Scientific classification
- Kingdom: Plantae
- Clade: Tracheophytes
- Clade: Angiosperms
- Clade: Eudicots
- Clade: Rosids
- Order: Rosales
- Family: Rosaceae
- Genus: Rosa
- Species: R. stellata
- Binomial name: Rosa stellata Woot.

= Rosa stellata =

- Genus: Rosa
- Species: stellata
- Authority: Woot.
- Conservation status: G4

Species of flowering plant

Rosa stellata is a species of rose known by the common names desert rose, gooseberry rose, and star rose. In Texas this type of rose grows on dry rocky places to 6500 ft, such as the Trans-Pecos.

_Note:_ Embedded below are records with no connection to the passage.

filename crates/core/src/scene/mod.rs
use std::sync::atomic::{AtomicU32, AtomicU8, Ordering};

use serde::{Deserialize, Serialize};

/// Color scheme index for the green palette.
pub const COLOR_GREEN: u32 = 0;
/// Color scheme index for the blue palette.
pub const COLOR_BLUE: u32 = 257;
/// Highest animation speed level.
pub const MAX_SPEED: u8 = 2;
/// Number of magnitude points requested from the audio subsystem.
pub const DESIRED_POINT_COUNT: usize = 1024;

#[derive(Debug, Clone, Copy, PartialEq, Eq, Default, Serialize, Deserialize)]
#[serde(rename_all = "lowercase")]
pub enum VisualiserKind {
    #[default]
    Spectrum,
    Liquid,
    Spin,
    Particle,
}

impl VisualiserKind {
    /// Maps a numeric kind, falling back to `Spectrum` when out of range.
    pub fn from_index(index: i32) -> Self {
        match index {
            1 => Self::Liquid,
            2 => Self::Spin,
            3 => Self::Particle,
            _ => Self::Spectrum,
        }
    }

    pub fn default_speed(self) -> u8 {
        match self {
            Self::Liquid | Self::Particle => 0,
            Self::Spectrum | Self::Spin => MAX_SPEED,
        }
    }

    /// Only the spectrum exposes the green/blue toggle.
    pub fn supports_color_toggle(self) -> bool {
        matches!(self, Self::Spectrum)
    }

    /// Only the liquid effect samples a user-chosen image.
    pub fn accepts_images(self) -> bool {
        matches!(self, Self::Liquid)
    }
}

/// Color scheme and animation speed shared between the UI and render threads.
///
/// Each field is a single atomic word written with relaxed ordering. The
/// render thread may observe an update one frame late, which is harmless.
#[derive(Debug)]
pub struct VisualParameters {
    color_index: AtomicU32,
    speed: AtomicU8,
}

impl VisualParameters {
    pub fn new(color_index: u32, speed: u8) -> Self {
        Self {
            color_index: AtomicU32::new(color_index),
            speed: AtomicU8::new(speed.min(MAX_SPEED)),
        }
    }

    pub fn for_kind(kind: VisualiserKind) -> Self {
        Self::new(COLOR_GREEN, kind.default_speed())
    }

    pub fn color_index(&self) -> u32 {
        self.color_index.load(Ordering::Relaxed)
    }

    pub fn set_color_index(&self, index: u32) {
        self.color_index.store(index, Ordering::Relaxed);
    }

    /// Flips between the green and blue palettes and returns the new index.
    pub fn toggle_color(&self) -> u32 {
        let next = if self.color_index() == COLOR_GREEN {
            COLOR_BLUE
        } else {
            COLOR_GREEN
        };
        self.set_color_index(next);
        next
    }

    pub fn speed(&self) -> u8 {
        self.speed.load(Ordering::Relaxed)
    }

    /// Sets the speed level, clamping to `0..=MAX_SPEED`.
    pub fn set_speed(&self, speed: u8) {
        self.speed.store(speed.min(MAX_SPEED), Ordering::Relaxed);
    }

    pub fn snapshot(&self) -> (u32, u8) {
        (self.color_index(), self.speed())
    }
}

impl Default for VisualParameters {
    fn default() -> Self {
        Self::for_kind(VisualiserKind::default())
    }
}
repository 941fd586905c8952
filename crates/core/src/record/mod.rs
use serde::{Deserialize, Serialize};
use tracing::debug;

use crate::assets::DecodedImage;
use crate::render::{FrameInput, RenderBackend};
use crate::{Result, VisualiserError, VisualiserKind};

/// Everything the [`Recorder`] has observed so far.
#[derive(Debug, Clone, Default, PartialEq, Eq, Serialize, Deserialize)]
pub struct RecordingSummary {
    pub kind: Option<VisualiserKind>,
    pub inits: u32,
    pub teardowns: u32,
    pub frames_drawn: u64,
    pub updates: u64,
    pub viewport: Option<(u32, u32)>,
    pub last_elapsed_ms: u32,
    pub total_elapsed_ms: u64,
    pub last_color_index: u32,
    pub last_speed: u8,
    pub last_sequence: u64,
    pub last_peak: u8,
    pub silent_frames: u64,
    pub textures_uploaded: u32,
    pub last_texture: Option<(u32, u32)>,
}

/// Render backend that draws nothing and records every call instead.
#[derive(Debug, Default)]
pub struct Recorder {
    summary: RecordingSummary,
    fail_init: Option<i32>,
}

impl Recorder {
    pub fn new() -> Self {
        Self::default()
    }

    /// A recorder whose `init` fails with `code`.
    pub fn failing_init(code: i32) -> Self {
        Self {
            fail_init: Some(code),
            ..Self::default()
        }
    }

    pub fn summary(&self) -> &RecordingSummary {
        &self.summary
    }

    pub fn into_summary(self) -> RecordingSummary {
        self.summary
    }
}

impl RenderBackend for Recorder {
    fn init(&mut self, kind: VisualiserKind, color_index: u32, speed: u8) -> Result<()> {
        if let Some(code) = self.fail_init {
            return Err(VisualiserError::BackendInitFailed(code));
        }
        self.summary.kind = Some(kind);
        self.summary.inits += 1;
        self.summary.last_color_index = color_index;
        self.summary.last_speed = speed;
        debug!(?kind, color_index, speed, "recorder initialised");
        Ok(())
    }

    fn resize(&mut self, width: u32, height: u32) {
        self.summary.viewport = Some((width, height));
    }

    fn update(&mut self, frame: &FrameInput<'_>) {
        let summary = &mut self.summary;
        summary.updates += 1;
        summary.last_elapsed_ms = frame.elapsed_ms;
        summary.total_elapsed_ms += u64::from(frame.elapsed_ms);
        summary.last_color_index = frame.color_index;
        summary.last_speed = frame.speed;
        summary.last_sequence = frame.audio.sequence;
        summary.last_peak = frame.audio.magnitudes().iter().copied().max().unwrap_or(0);
        if frame.audio.is_silent() {
            summary.silent_frames += 1;
        }
    }

    fn draw(&mut self) {
        self.summary.frames_drawn += 1;
    }

    fn upload_texture(&mut self, image: &DecodedImage) {
        self.summary.textures_uploaded += 1;
        self.summary.last_texture = Some((image.width, image.height));
    }

    fn teardown(&mut self) {
        self.summary.teardowns += 1;
    }
}
use std::time::{Duration, Instant};

/// Measures the time between consecutive render ticks.
#[derive(Debug, Clone, Default)]
pub struct FrameClock {
    last_tick: Option<Instant>,
    frames: u64,
}

impl FrameClock {
    pub fn new() -> Self {
        Self::default()
    }

    /// Forgets the previous tick, so the next delta is zero.
    pub fn reset(&mut self) {
        self.last_tick = None;
    }

    /// Records a tick at `now` and returns milliseconds since the previous
    /// one. The first tick after creation or a reset reports zero.
    pub fn tick(&mut self, now: Instant) -> u32 {
        let delta = self
            .last_tick
            .map(|last| now.saturating_duration_since(last))
            .unwrap_or(Duration::ZERO);
        self.last_tick = Some(now);
        self.frames += 1;
        u32::try_from(delta.as_millis()).unwrap_or(u32::MAX)
    }

    pub fn frames(&self) -> u64 {
        self.frames
    }
}
use clap::Parser;
use incident_etl::utils::{logger, validation::Validate};
use incident_etl::{CliConfig, EtlEngine, LocalStorage, TranscodePipeline};

#[tokio::main(flavor = "current_thread")]
async fn main() {
    let config = CliConfig::parse();

    if config.json_logs {
        logger::init_json_logger(config.verbose);
    } else {
        logger::init_cli_logger(config.verbose);
    }

    tracing::info!("Starting incident-etl");
    tracing::debug!("CLI config: {:?}", config);

    if let Err(e) = config.validate() {
        tracing::error!("❌ Configuration validation failed: {}", e);
        eprintln!("❌ {}", e.user_friendly_message());
        eprintln!("💡 {}", e.recovery_suggestion());
        std::process::exit(e.exit_code());
    }

    let monitor_enabled = config.monitor;
    if monitor_enabled {
        tracing::info!("🔍 System monitoring enabled");
    }

    let pipeline = TranscodePipeline::new(LocalStorage::default(), config);
    let engine = EtlEngine::new_with_monitoring(pipeline, monitor_enabled);

    match engine.run().await {
        Ok(output_path) => {
            println!("OK -> {}", output_path);
        }
        Err(e) => {
            tracing::error!(
                "❌ Transcode failed: {} (Category: {:?}, Severity: {:?})",
                e,
                e.category(),
                e.severity()
            );
            eprintln!("❌ {}", e.user_friendly_message());
            eprintln!("💡 {}", e.recovery_suggestion());
            std::process::exit(e.exit_code());
        }
    }
}
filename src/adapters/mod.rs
// Adapters layer: concrete implementations for external systems (filesystem, CSV, JSON).

pub mod csv_reader;
pub mod json_writer;
pub mod local_storage;

pub use csv_reader::CsvRecordReader;
pub use json_writer::JsonDocumentWriter;
pub use local_storage::LocalStorage;
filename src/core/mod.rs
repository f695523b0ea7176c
pub mod etl;

pub use crate::app::pipelines::TranscodePipeline;
pub use crate::domain::model::{CellValue, Record, TranscodeResult};
pub use crate::domain::ports::{ConfigProvider, Pipeline, Storage};
pub use crate::utils::error::Result;
use crate::domain::model::Record;
use crate::utils::error::Result;
use serde::Serialize;
use serde_json::ser::PrettyFormatter;

/// Serializes the full document as a JSON array of objects.
///
/// Non-ASCII text is written as UTF-8, not `\u` escapes.
#[derive(Debug, Clone)]
pub struct JsonDocumentWriter {
    indent: usize,
}

impl JsonDocumentWriter {
    pub fn new(indent: usize) -> Self {
        Self { indent }
    }

    pub fn to_bytes(&self, records: &[Record]) -> Result<Vec<u8>> {
        if self.indent == 0 {
            return Ok(serde_json::to_vec(records)?);
        }

        let indent = " ".repeat(self.indent);
        let mut buffer = Vec::new();
        let mut serializer = serde_json::Serializer::with_formatter(
            &mut buffer,
            PrettyFormatter::with_indent(indent.as_bytes()),
        );
        records.serialize(&mut serializer)?;
        Ok(buffer)
    }
}

impl Default for JsonDocumentWriter {
    fn default() -> Self {
        Self::new(2)
    }
}
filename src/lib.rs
pub mod adapters;
pub mod app;
pub mod config;
pub mod core;
pub mod domain;
pub mod utils;

#[cfg(feature = "cli")]
pub use config::CliConfig;

pub use adapters::LocalStorage;
pub use config::TomlConfig;
pub use crate::core::{etl::EtlEngine, TranscodePipeline};
pub use domain::coercion::{coerce_numeric, FieldCoercer};
pub use domain::model::{CellValue, Record};
pub use utils::error::{EtlError, Result};
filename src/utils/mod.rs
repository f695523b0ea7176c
pub mod error;
pub mod logger;
pub mod monitor;
pub mod validation;
use crate::utils::error::{EtlError, Result};
use std::collections::HashSet;

pub trait Validate {
    fn validate(&self) -> Result<()>;
}

pub fn validate_path(field_name: &str, path: &str) -> Result<()> {
    if path.trim().is_empty() {
        return Err(EtlError::InvalidConfigValueError {
            field: field_name.to_string(),
            value: path.to_string(),
            reason: "Path cannot be empty".to_string(),
        });
    }

    if path.contains('\0') {
        return Err(EtlError::InvalidConfigValueError {
            field: field_name.to_string(),
            value: path.to_string(),
            reason: "Path contains null bytes".to_string(),
        });
    }

    Ok(())
}

pub fn validate_non_empty_string(field_name: &str, value: &str) -> Result<()> {
    if value.trim().is_empty() {
        return Err(EtlError::InvalidConfigValueError {
            field: field_name.to_string(),
            value: value.to_string(),
            reason: "Value cannot be empty or whitespace-only".to_string(),
        });
    }
    Ok(())
}

/// Checks a list of column names: at least one entry, none blank, no repeats.
pub fn validate_field_names(field_name: &str, names: &[String]) -> Result<()> {
    if names.is_empty() {
        return Err(EtlError::MissingConfigError {
            field: field_name.to_string(),
        });
    }

    let mut seen = HashSet::new();
    for name in names {
        validate_non_empty_string(field_name, name)?;
        if !seen.insert(name.as_str()) {
            return Err(EtlError::InvalidConfigValueError {
                field: field_name.to_string(),
                value: name.clone(),
                reason: "Field is listed more than once".to_string(),
            });
        }
    }

    Ok(())
}

pub fn validate_delimiter(field_name: &str, delimiter: char) -> Result<()> {
    let reason = if !delimiter.is_ascii() {
        Some("Delimiter must be a single ASCII character")
    } else if matches!(delimiter, '"' | '\n' | '\r') {
        Some("Delimiter cannot be a quote or line break")
    } else {
        None
    };

    match reason {
        Some(reason) => Err(EtlError::InvalidConfigValueError {
            field: field_name.to_string(),
            value: delimiter.escape_default().to_string(),
            reason: reason.to_string(),
        }),
        None => Ok(()),
    }
}

pub fn validate_range<T: PartialOrd + std::fmt::Display + Copy>(
    field_name: &str,
    value: T,
    min: T,
    max: T,
) -> Result<()> {
    if value < min || value > max {
        return Err(EtlError::InvalidConfigValueError {
            field: field_name.to_string(),
            value: value.to_string(),
            reason: format!("Value must be between {} and {}", min, max),
        });
    }
    Ok(())
}

#[cfg(test)]
mod tests {
    use super::*;

    #[test]
    fn test_validate_path() {
        assert!(validate_path("input", "incidents.csv").is_ok());
        assert!(validate_path("input", "").is_err());
        assert!(validate_path("input", "   ").is_err());
        assert!(validate_path("input", "bad\0path").is_err());
    }

    #[test]
    fn test_validate_field_names() {
        let fields = vec!["lat".to_string(), "lng".to_string()];
        assert!(validate_field_names("numeric_fields", &fields).is_ok());

        assert!(validate_field_names("numeric_fields", &[]).is_err());

        let blank = vec!["lat".to_string(), " ".to_string()];
        assert!(validate_field_names("numeric_fields", &blank).is_err());

        let repeated = vec!["lat".to_string(), "lat".to_string()];
        assert!(validate_field_names("numeric_fields", &repeated).is_err());
    }

    #[test]
    fn test_validate_delimiter() {
        assert!(validate_delimiter("delimiter", ',').is_ok());
        assert!(validate_delimiter("delimiter", '\t').is_ok());
        assert!(validate_delimiter("delimiter", ';').is_ok());
        assert!(validate_delimiter("delimiter", '"').is_err());
        assert!(validate_delimiter("delimiter", '，').is_err());
    }

    #[test]
    fn test_validate_range() {
        assert!(validate_range("indent", 2usize, 0, 8).is_ok());
        assert!(validate_range("indent", 9usize, 0, 8).is_err());
    }
}
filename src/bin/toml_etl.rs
use clap::Parser;
use incident_etl::config::toml_config::TomlConfig;
use incident_etl::domain::ports::ConfigProvider;
use incident_etl::utils::{logger, validation::Validate};
use incident_etl::{EtlEngine, LocalStorage, TranscodePipeline};

#[derive(Parser)]
#[command(name = "toml-etl")]
#[command(about = "Incident CSV to JSON conversion driven by a TOML file")]
struct Args {
    /// Path to TOML configuration file
    #[arg(short, long, default_value = "incident-etl.toml")]
    config: String,

    /// Enable verbose output
    #[arg(short, long)]
    verbose: bool,

    /// Override monitoring setting from config
    #[arg(long)]
    monitor: Option<bool>,

    /// Show what would be processed without reading or writing data
    #[arg(long)]
    dry_run: bool,
}

#[tokio::main(flavor = "current_thread")]
async fn main() {
    let args = Args::parse();

    logger::init_cli_logger(args.verbose);

    tracing::info!("📁 Loading configuration from: {}", args.config);

    let config = match TomlConfig::from_file(&args.config) {
        Ok(config) => config,
        Err(e) => {
            eprintln!("❌ Failed to load config file '{}': {}", args.config, e);
            eprintln!("💡 Make sure the file exists and is valid TOML format");
            std::process::exit(e.exit_code());
        }
    };

    if let Err(e) = config.validate() {
        tracing::error!("❌ Configuration validation failed: {}", e);
        eprintln!("❌ {}", e.user_friendly_message());
        eprintln!("💡 {}", e.recovery_suggestion());
        std::process::exit(e.exit_code());
    }

    let monitor_enabled = args.monitor.unwrap_or_else(|| config.monitoring_enabled());

    if args.dry_run {
        println!("Pipeline:       {}", config.pipeline.name);
        println!("Input:          {}", config.input_path());
        println!("Output:         {}", config.output_path());
        println!("Numeric fields: {}", config.numeric_fields().join(", "));
        println!("Indent:         {}", config.indent());
        println!("Monitoring:     {}", monitor_enabled);
        return;
    }

    tracing::info!("🚀 Running pipeline '{}'", config.pipeline.name);

    let pipeline = TranscodePipeline::new(LocalStorage::default(), config);
    let engine = EtlEngine::new_with_monitoring(pipeline, monitor_enabled);

    match engine.run().await {
        Ok(output_path) => println!("OK -> {}", output_path),
        Err(e) => {
            tracing::error!("❌ Pipeline failed: {} ({:?})", e, e.category());
            eprintln!("❌ {}", e.user_friendly_message());
            eprintln!("💡 {}", e.recovery_suggestion());
            std::process::exit(e.exit_code());
        }
    }
}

It occurs in the mountain canyons of Arizona and New Mexico. It also grows in dry, rocky places. It has trifoliate leaves, deep rose purple blossoms and yellowish white prickles on the petioles and stems. It is a perennial shrub with velvety, deciduous leaves. Some horticulturists consider it to be a browse plant.

Rosa stellata can be used as a groundcover or small shrub and grows best when partially exposed to sunlight. The purple flowers bloom in the summer and it typically grows to be between 16 and 24 inches tall. It attracts native bees and bumble bees. Native bees also use the plant for nesting materials.